Semi- and non-leptonic decays of B mesons offer a powerful probe for the flavour sector in the Standard Model (SM). With ever increasing amounts of experimental data from particle colliders, the need for more precise, but also more utilizable and reliable theoretical predictions is growing. In this work, we study the inclusive semileptonic decays B -> X_c l nu and B -> X_u l nu$ and extract the CKM elements Vcb and Vub from them, respectively. In addition, we investigate the extent of CP violation in the non-leptonic decay B -> 3 pi.
The description of these three decays is complicated due to the appearance of short- and long-distance effects in the strong interactions. In order to disentangle the pieces that can be determined from a perturbative expansion and the genuinely non-perturbative ones, we make use of an Operator Product Expansion. We collect all state-of-the-art corrections to the expressions and summarize them into open-source software packages.
For the decay B -> X_c l nu$, we exploit the Reparameterization Invariance (RPI) of the Heavy Quark Effective Theory to reduce the number of non-perturbative matrix elements. Subsequently we use the recently measured moments of the lepton invariant mass to extract a new value for Vcb in the Heavy Quark Expansion.
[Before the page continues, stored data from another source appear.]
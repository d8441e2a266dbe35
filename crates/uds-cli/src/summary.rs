use comfy_table::modifiers::{UTF8_ROUND_CORNERS, UTF8_SOLID_INNER_BORDERS};
use comfy_table::presets::{UTF8_FULL, UTF8_FULL_CONDENSED};
use comfy_table::{
    Attribute, Cell, CellAlignment, Color, ColumnConstraint, ContentArrangement, Table, Width,
};

use uds_model::RuleCategory;

use crate::types::{CompileResult, MigrationResult};

/// Gaps listed individually before the table is cut short.
const GAP_LIMIT: usize = 25;

pub fn print_migration_summary(result: &MigrationResult) {
    println!("Source: {}", result.source.display());
    println!(
        "Output: {} ({} rows, {} columns)",
        result.output.display(),
        result.rows,
        result.columns
    );

    let mut files = Table::new();
    files.set_header(vec![header_cell("Rule file"), header_cell("Entries")]);
    apply_table_style(&mut files);
    align_column(&mut files, 1, CellAlignment::Right);
    for file in &result.rule_files {
        files.add_row(vec![Cell::new(&file.name), Cell::new(file.entries)]);
    }
    if result.rule_files.is_empty() {
        files.add_row(vec![dim_cell("none"), dim_cell("-")]);
    }
    println!("{files}");

    let report = &result.report;
    let gaps = report.gaps_by_category();
    let mut table = Table::new();
    table.set_header(vec![
        header_cell("Category"),
        header_cell("Entries"),
        header_cell("Gaps"),
    ]);
    apply_summary_table_style(&mut table);
    align_column(&mut table, 1, CellAlignment::Right);
    align_column(&mut table, 2, CellAlignment::Right);
    for category in RuleCategory::ALL {
        table.add_row(vec![
            Cell::new(category.label()),
            Cell::new(report.entries_in(category)),
            count_cell(gaps.get(&category).copied().unwrap_or(0), Color::Yellow),
        ]);
    }
    table.add_row(vec![
        Cell::new("TOTAL")
            .fg(Color::Cyan)
            .add_attribute(Attribute::Bold),
        Cell::new(report.total_entries()).add_attribute(Attribute::Bold),
        count_cell(report.gaps.len(), Color::Yellow),
    ]);
    println!("{table}");

    if report.repeating.inspected > 0 {
        println!(
            "Repeating groups: {} members inspected, {} written",
            report.repeating.inspected, report.repeating.written
        );
    }
    print_gap_table(result);
}

fn print_gap_table(result: &MigrationResult) {
    let gaps = &result.report.gaps;
    if gaps.is_empty() {
        return;
    }
    let mut table = Table::new();
    table.set_header(vec![
        header_cell("Category"),
        header_cell("Source"),
        header_cell("Target"),
        header_cell("Reason"),
    ]);
    apply_table_style(&mut table);
    for gap in gaps.iter().take(GAP_LIMIT) {
        table.add_row(vec![
            Cell::new(gap.category.label()),
            Cell::new(&gap.source_variable),
            Cell::new(&gap.target_variable).fg(Color::Blue),
            Cell::new(gap.reason.to_string()),
        ]);
    }
    if gaps.len() > GAP_LIMIT {
        table.add_row(vec![
            dim_cell("..."),
            dim_cell(format!("{} more", gaps.len() - GAP_LIMIT)),
            dim_cell("-"),
            dim_cell("-"),
        ]);
    }
    println!("{table}");
}

pub fn print_compile_summary(result: &CompileResult) {
    let mut table = Table::new();
    let mut header = vec![header_cell("Sheet")];
    header.extend(RuleCategory::ALL.map(|category| header_cell(category.label())));
    header.push(header_cell("Output"));
    table.set_header(header);
    apply_summary_table_style(&mut table);
    for index in 1..=RuleCategory::ALL.len() {
        align_column(&mut table, index, CellAlignment::Right);
    }

    let mut totals = [0usize; RuleCategory::ALL.len()];
    for sheet in &result.sheets {
        let name = sheet
            .input
            .file_name()
            .map(|name| name.to_string_lossy().into_owned())
            .unwrap_or_default();
        let mut row = vec![Cell::new(name).fg(Color::Blue).add_attribute(Attribute::Bold)];
        for (slot, category) in RuleCategory::ALL.into_iter().enumerate() {
            let count = sheet.entries.get(&category).copied().unwrap_or(0);
            totals[slot] += count;
            row.push(Cell::new(count));
        }
        row.push(Cell::new(sheet.output.display()));
        table.add_row(row);
    }
    let mut total_row = vec![
        Cell::new("TOTAL")
            .fg(Color::Cyan)
            .add_attribute(Attribute::Bold),
    ];
    total_row.extend(
        totals
            .iter()
            .map(|count| Cell::new(count).add_attribute(Attribute::Bold)),
    );
    total_row.push(dim_cell("-"));
    table.add_row(total_row);
    println!("{table}");

    if !result.errors.is_empty() {
        eprintln!("Errors:");
        for error in &result.errors {
            eprintln!("- {error}");
        }
    }
}

fn apply_table_style(table: &mut Table) {
    table
        .load_preset(UTF8_FULL_CONDENSED)
        .apply_modifier(UTF8_ROUND_CORNERS)
        .set_content_arrangement(ContentArrangement::Dynamic)
        .set_width(120);
}

fn apply_summary_table_style(table: &mut Table) {
    table
        .load_preset(UTF8_FULL)
        .apply_modifier(UTF8_ROUND_CORNERS)
        .apply_modifier(UTF8_SOLID_INNER_BORDERS)
        .set_content_arrangement(ContentArrangement::Dynamic)
        .set_width(120);
    if let Some(column) = table.column_mut(0) {
        column.set_constraint(ColumnConstraint::LowerBoundary(Width::Fixed(12)));
    }
}

fn align_column(table: &mut Table, index: usize, alignment: CellAlignment) {
    if let Some(column) = table.column_mut(index) {
        column.set_cell_alignment(alignment);
    }
}

fn count_cell(count: usize, color: Color) -> Cell {
    if count > 0 {
        Cell::new(count).fg(color).add_attribute(Attribute::Bold)
    } else {
        dim_cell(count)
    }
}

fn header_cell(label: &str) -> Cell {
    Cell::new(label)
        .fg(Color::Cyan)
        .add_attribute(Attribute::Bold)
}

fn dim_cell<T: ToString>(value: T) -> Cell {
    Cell::new(value).fg(Color::DarkGrey)
}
In the decay B -> X_u l nu it is necessary to subtract the unwanted background of the decay into a charmonium final state. This restriction causes the appearance of non-local shape functions, which have to be modelled. We include all available information about the leading and subleading shape functions and determine a cluster of models to find a reasonable estimate for the model uncertainty. Furthermore we include all perturbative corrections up to alpha_s^2 to finally calculate partial rates with various kinematical cuts and extract Vub from them.
Unlike the aforementioned semileptonic decays, the non-leptonic decay B -> 3 pi shows pronounced features in the CP landscape that are difficult to explain with theoretical methods. In recent amplitude analyses, only resonance contributions were included to dynamically generate the strong phase. We suggest a new parameterization of charm-loop effects, which can cause intricate structures in the CP landscape, while at the same time being easy to implement in current analyses. We discuss the implications of this approach and how the underlying physics can be made more visible by changing to a suitable set of physical operators in the analysis.